• _PROBLEM_
For each line in the data below, write an exact copy.
----
/// A request routable through the runtime.
#[derive(Debug, Clone)]
pub enum WitnessRequest {
    /// Submit a report for verification.
    Submit {
        /// The report.
        event: ReportedEvent,
        /// The reporter.
        user: User,
        /// Caller-supplied model confidence.
        scores: ConfidenceScores,
    },
    /// Reject a report (admin action).
    Reject {
        /// The report being rejected.
        event: ReportedEvent,
        /// Why.
        reason: String,
    },
    /// Apply a report outcome to a user's trust score.
    TrustDelta {
        /// The user whose score changes.
        user: User,
        /// The adjudicated outcome.
        outcome: ReportOutcome,
    },
    /// Compute (and record) the payout for a verified event.
    Payout {
        /// The verified event.
        event: ReportedEvent,
    },
    /// Compute the alert level for a (region, event type) pair.
    Alert {
        /// Region key.
        region: String,
        /// Hazard type.
        event_type: EventType,
        /// Trailing window.
        window: chrono::Duration,
    },
    /// Match a pattern against one namespace.
    Query {
        /// The namespace to search.
        namespace: Namespace,
        /// The pattern to match.
        pattern: Pattern,
    },
    /// Aggregate verified events into an impact summary.
    Impact {
        /// Region and window constraints.
        filter: ImpactFilter,
    },
    /// Report store and history sizes.
    Stats,
}
use witnesskb::{
    CascadeConfig, ConfidenceScores, EventType, Namespace, Pattern, QueryGateway, ReportedEvent,
    Term, User, Value, VerificationMethod,
};

use chrono::Utc;

fn gateway() -> QueryGateway {
    QueryGateway::new(CascadeConfig::default())
}

fn drought_with_evidence(id: &str, submitter: &str) -> ReportedEvent {
    ReportedEvent::new(id, EventType::Drought, submitter)
        .with_coords(3.119, 35.597)
        .with_timestamp(Utc::now())
        .with_description("river bed completely dry, livestock struggling")
        .with_evidence("/uploads/drought_riverbed.jpg")
        .with_region("turkana")
}

#[test]
fn drought_report_with_evidence_auto_verifies() {
    let gw = gateway();
    // Trust 40 would fail the fallback stage; evidence settles it first.
    let user = User::new("user-1")
        .with_location("turkana")
        .with_trust_score(40);

    // Description confidence alone clears the bar; no image score needed.
    let record = gw
        .submit(
            &drought_with_evidence("evt-1", "user-1"),
            &user,
            ConfidenceScores::new(0.0, 0.75),
        )
        .unwrap();

    assert!(record.verified);
    assert_eq!(record.method, VerificationMethod::AutoVerify);

    let status = gw
        .store()
        .latest_attribute(Namespace::Event, &record.fact_ref, "verification-status")
        .unwrap();
    assert_eq!(status, Some(Value::symbol("verified")));

    // The reasoning trace names every predicate it checked.
    let trace = record.reasoning.join("\n");
    assert!(trace.contains("evidence-link"));
    assert!(trace.contains("gps-coords"));
    assert!(trace.contains("timestamp"));
    assert!(trace.contains("description confidence"));
}

#[test]
fn report_without_evidence_from_low_trust_user_stays_pending() {
    let gw = gateway();
    let user = User::new("user-2").with_trust_score(40);
    let event = ReportedEvent::new("evt-2", EventType::Flood, "user-2");

    let record = gw
        .submit(&event, &user, ConfidenceScores::default())
        .unwrap();

    assert!(!record.verified);
    assert_eq!(record.method, VerificationMethod::None);
    assert_eq!(
        gw.store()
            .latest_attribute(Namespace::Event, &record.fact_ref, "verification-status")
            .unwrap(),
        None
    );
    // Pending, not rejected: the cascade never writes a rejection.
    let trace = record.reasoning.join("\n");
    assert!(trace.contains("pending"));
}

#[test]
fn high_trust_reporter_verifies_without_evidence() {
    let gw = gateway();
    let elder = User::new("user-3").with_trust_score(85);
    let event = ReportedEvent::new("evt-3", EventType::Locust, "user-3");

    let record = gw
        .submit(&event, &elder, ConfidenceScores::default())
        .unwrap();

    assert!(record.verified);
    assert_eq!(record.method, VerificationMethod::HighTrustFallback);
}

#[test]
fn auto_verify_is_checked_before_trust() {
    let gw = gateway();
    // Trust 90 would clear stage 2, but stage 1 settles it first.
    let user = User::new("user-4").with_trust_score(90);

    let record = gw
        .submit(
            &drought_with_evidence("evt-4", "user-4"),
            &user,
            ConfidenceScores::new(0.9, 0.0),
        )
        .unwrap();

    assert_eq!(record.method, VerificationMethod::AutoVerify);
}

#[test]
fn duplicate_submission_does_not_change_latest_status() {
    let gw = gateway();
    let user = User::new("user-1");
    let event = drought_with_evidence("evt-1", "user-1");

    let first = gw
        .submit(&event, &user, ConfidenceScores::new(0.9, 0.0))
        .unwrap();
    let second = gw
        .submit(&event, &user, ConfidenceScores::new(0.9, 0.0))
        .unwrap();

    assert!(first.verified);
    assert!(second.verified);
    assert_eq!(second.method, VerificationMethod::None);
    assert_eq!(
        gw.store()
            .latest_attribute(Namespace::Event, &first.fact_ref, "verification-status")
            .unwrap(),
        Some(Value::symbol("verified"))
    );

    // Both attempts land in the history, in order.
    let history = gw.verification_history().unwrap();
    assert_eq!(history.len(), 2);
    assert_eq!(history[0].id, first.id);
    assert_eq!(history[1].id, second.id);
}

#[test]
fn rejected_event_is_terminal_even_for_high_trust_resubmission() {
    let gw = gateway();
    let user = User::new("user-1");
    let event = ReportedEvent::new("evt-1", EventType::Storm, "user-1");

    gw.submit(&event, &user, ConfidenceScores::default()).unwrap();
    gw.reject(&event, "contradicted by field assessment").unwrap();

    let rerun = gw
        .submit(
            &event,
            &User::new("user-1").with_trust_score(95),
            ConfidenceScores::default(),
        )
        .unwrap();

    assert!(!rerun.verified);
    assert_eq!(rerun.method, VerificationMethod::None);
    assert_eq!(
        gw.store()
            .latest_attribute(Namespace::Event, &rerun.fact_ref, "verification-status")
            .unwrap(),
        Some(Value::symbol("rejected"))
    );

    let notes = gw
        .query(
            Namespace::Governance,
            &Pattern::attribute(Term::var("e"), "rejected", Term::var("why")),
        )
        .unwrap();
    assert_eq!(notes.len(), 1);
    assert_eq!(
        notes[0].get("why"),
        Some(&Value::from("contradicted by field assessment"))
    );
}

#[test]
fn submission_atoms_are_queryable_across_namespaces() {
    let gw = gateway();
    let user = User::new("user-1")
        .with_location("turkana")
        .with_wallet("0xabc123");

    gw.submit(
        &drought_with_evidence("evt-1", "user-1"),
        &user,
        ConfidenceScores::new(0.9, 0.0),
    )
    .unwrap();

    let reports = gw
        .query(
            Namespace::Event,
            &Pattern::relation("reports", vec![Term::symbol("user-1"), Term::var("e")]),
        )
        .unwrap();
    assert_eq!(reports.len(), 1);
    assert_eq!(
        reports[0].get("e"),
        Some(&Value::symbol("drought_evt-1"))
    );

    let impacts = gw
        .query(
            Namespace::Economic,
            &Pattern::attribute(Term::symbol("drought_evt-1"), "impact", Term::var("i")),
        )
        .unwrap();
    assert_eq!(impacts[0].get("i"), Some(&Value::symbol("Livestock_Risk")));

    let trust = gw
        .query(
            Namespace::Trust,
            &Pattern::attribute(Term::symbol("user-1"), "trust-score", Term::var("s")),
        )
        .unwrap();
    assert_eq!(trust[0].get("s"), Some(&Value::Int(50)));

    let stats = gw.stats().unwrap();
    assert_eq!(stats.verification_attempts, 1);
    assert!(stats.atoms_by_namespace["governance"] == 0);
    assert!(stats.total_atoms > 0);
}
----
• _WRITTEN REPLY_
/// A request routable through the runtime.
#[derive(Debug, Clone)]
pub enum WitnessRequest {
    /// Submit a report for verification.
    Submit {
        /// The report.
        event: ReportedEvent,
        /// The reporter.
        user: User,
        /// Caller-supplied model confidence.
        scores: ConfidenceScores,
    },
    /// Reject a report (admin action).
    Reject {
        /// The report being rejected.
        event: ReportedEvent,
        /// Why.
        reason: String,
    },
    /// Apply a report outcome to a user's trust score.
    TrustDelta {
        /// The user whose score changes.
        user: User,
        /// The adjudicated outcome.
        outcome: ReportOutcome,
    },
    /// Compute (and record) the payout for a verified event.
    Payout {
        /// The verified event.
        event: ReportedEvent,
    },
    /// Compute the alert level for a (region, event type) pair.
    Alert {
        /// Region key.
        region: String,
        /// Hazard type.
        event_type: EventType,
        /// Trailing window.
        window: chrono::Duration,
    },
    /// Match a pattern against one namespace.
    Query {
        /// The namespace to search.
        namespace: Namespace,
        /// The pattern to match.
        pattern: Pattern,
    },
    /// Aggregate verified events into an impact summary.
    Impact {
        /// Region and window constraints.
        filter: ImpactFilter,
    },
    /// Report store and history sizes.
    Stats,
}
use witnesskb::{
    CascadeConfig, ConfidenceScores, EventType, Namespace, Pattern, QueryGateway, ReportedEvent,
    Term, User, Value, VerificationMethod,
};

use chrono::Utc;

fn gateway() -> QueryGateway {
    QueryGateway::new(CascadeConfig::default())
}

fn drought_with_evidence(id: &str, submitter: &str) -> ReportedEvent {
    ReportedEvent::new(id, EventType::Drought, submitter)
        .with_coords(3.119, 35.597)
        .with_timestamp(Utc::now())
        .with_description("river bed completely dry, livestock struggling")
        .with_evidence("/uploads/drought_riverbed.jpg")
        .with_region("turkana")
}

#[test]
fn drought_report_with_evidence_auto_verifies() {
    let gw = gateway();
    // Trust 40 would fail the fallback stage; evidence settles it first.
    let user = User::new("user-1")
        .with_location("turkana")
        .with_trust_score(40);

    // Description confidence alone clears the bar; no image score needed.
    let record = gw
        .submit(
            &drought_with_evidence("evt-1", "user-1"),
            &user,
            ConfidenceScores::new(0.0, 0.75),
        )
        .unwrap();

    assert!(record.verified);
    assert_eq!(record.method, VerificationMethod::AutoVerify);

    let status = gw
        .store()
        .latest_attribute(Namespace::Event, &record.fact_ref, "verification-status")
        .unwrap();
    assert_eq!(status, Some(Value::symbol("verified")));

    // The reasoning trace names every predicate it checked.
    let trace = record.reasoning.join("\n");
    assert!(trace.contains("evidence-link"));
    assert!(trace.contains("gps-coords"));
    assert!(trace.contains("timestamp"));
    assert!(trace.contains("description confidence"));
}

#[test]
fn report_without_evidence_from_low_trust_user_stays_pending() {
    let gw = gateway();
    let user = User::new("user-2").with_trust_score(40);
    let event = ReportedEvent::new("evt-2", EventType::Flood, "user-2");

    let record = gw
        .submit(&event, &user, ConfidenceScores::default())
        .unwrap();

    assert!(!record.verified);
    assert_eq!(record.method, VerificationMethod::None);
    assert_eq!(
        gw.store()
            .latest_attribute(Namespace::Event, &record.fact_ref, "verification-status")
            .unwrap(),
        None
    );
    // Pending, not rejected: the cascade never writes a rejection.
    let trace = record.reasoning.join("\n");
    assert!(trace.contains("pending"));
}

#[test]
fn high_trust_reporter_verifies_without_evidence() {
    let gw = gateway();
    let elder = User::new("user-3").with_trust_score(85);
    let event = ReportedEvent::new("evt-3", EventType::Locust, "user-3");

    let record = gw
        .submit(&event, &elder, ConfidenceScores::default())
        .unwrap();

    assert!(record.verified);
    assert_eq!(record.method, VerificationMethod::HighTrustFallback);
}

#[test]
fn auto_verify_is_checked_before_trust() {
    let gw = gateway();
    // Trust 90 would clear stage 2, but stage 1 settles it first.
    let user = User::new("user-4").with_trust_score(90);

    let record = gw
        .submit(
            &drought_with_evidence("evt-4", "user-4"),
            &user,
            ConfidenceScores::new(0.9, 0.0),
        )
        .unwrap();

    assert_eq!(record.method, VerificationMethod::AutoVerify);
}

#[test]
fn duplicate_submission_does_not_change_latest_status() {
    let gw = gateway();
    let user = User::new("user-1");
    let event = drought_with_evidence("evt-1", "user-1");

    let first = gw
        .submit(&event, &user, ConfidenceScores::new(0.9, 0.0))
        .unwrap();
    let second = gw
        .submit(&event, &user, ConfidenceScores::new(0.9, 0.0))
        .unwrap();

    assert!(first.verified);
    assert!(second.verified);
    assert_eq!(second.method, VerificationMethod::None);
    assert_eq!(
        gw.store()
            .latest_attribute(Namespace::Event, &first.fact_ref, "verification-status")
            .unwrap(),
        Some(Value::symbol("verified"))
    );

    // Both attempts land in the history, in order.
    let history = gw.verification_history().unwrap();
    assert_eq!(history.len(), 2);
    assert_eq!(history[0].id, first.id);
    assert_eq!(history[1].id, second.id);
}

#[test]
fn rejected_event_is_terminal_even_for_high_trust_resubmission() {
    let gw = gateway();
    let user = User::new("user-1");
    let event = ReportedEvent::new("evt-1", EventType::Storm, "user-1");

    gw.submit(&event, &user, ConfidenceScores::default()).unwrap();
    gw.reject(&event, "contradicted by field assessment").unwrap();

    let rerun = gw
        .submit(
            &event,
            &User::new("user-1").with_trust_score(95),
            ConfidenceScores::default(),
        )
        .unwrap();

    assert!(!rerun.verified);
    assert_eq!(rerun.method, VerificationMethod::None);
    assert_eq!(
        gw.store()
            .latest_attribute(Namespace::Event, &rerun.fact_ref, "verification-status")
            .unwrap(),
        Some(Value::symbol("rejected"))
    );

    let notes = gw
        .query(
            Namespace::Governance,
            &Pattern::attribute(Term::var("e"), "rejected", Term::var("why")),
        )
        .unwrap();
    assert_eq!(notes.len(), 1);
    assert_eq!(
        notes[0].get("why"),
        Some(&Value::from("contradicted by field assessment"))
    );
}

#[test]
fn submission_atoms_are_queryable_across_namespaces() {
    let gw = gateway();
    let user = User::new("user-1")
        .with_location("turkana")
        .with_wallet("0xabc123");

    gw.submit(
        &drought_with_evidence("evt-1", "user-1"),
        &user,
        ConfidenceScores::new(0.9, 0.0),
    )
    .unwrap();

    let reports = gw
        .query(
            Namespace::Event,
            &Pattern::relation("reports", vec![Term::symbol("user-1"), Term::var("e")]),
        )
        .unwrap();
    assert_eq!(reports.len(), 1);
    assert_eq!(
        reports[0].get("e"),
        Some(&Value::symbol("drought_evt-1"))
    );

    let impacts = gw
        .query(
            Namespace::Economic,
            &Pattern::attribute(Term::symbol("drought_evt-1"), "impact", Term::var("i")),
        )
        .unwrap();
    assert_eq!(impacts[0].get("i"), Some(&Value::symbol("Livestock_Risk")));

    let trust = gw
        .query(
            Namespace::Trust,
            &Pattern::attribute(Term::symbol("user-1"), "trust-score", Term::var("s")),
        )
        .unwrap();
    assert_eq!(trust[0].get("s"), Some(&Value::Int(50)));

    let stats = gw.stats().unwrap();
    assert_eq!(stats.verification_attempts, 1);
    assert!(stats.atoms_by_namespace["governance"] == 0);
    assert!(stats.total_atoms > 0);
}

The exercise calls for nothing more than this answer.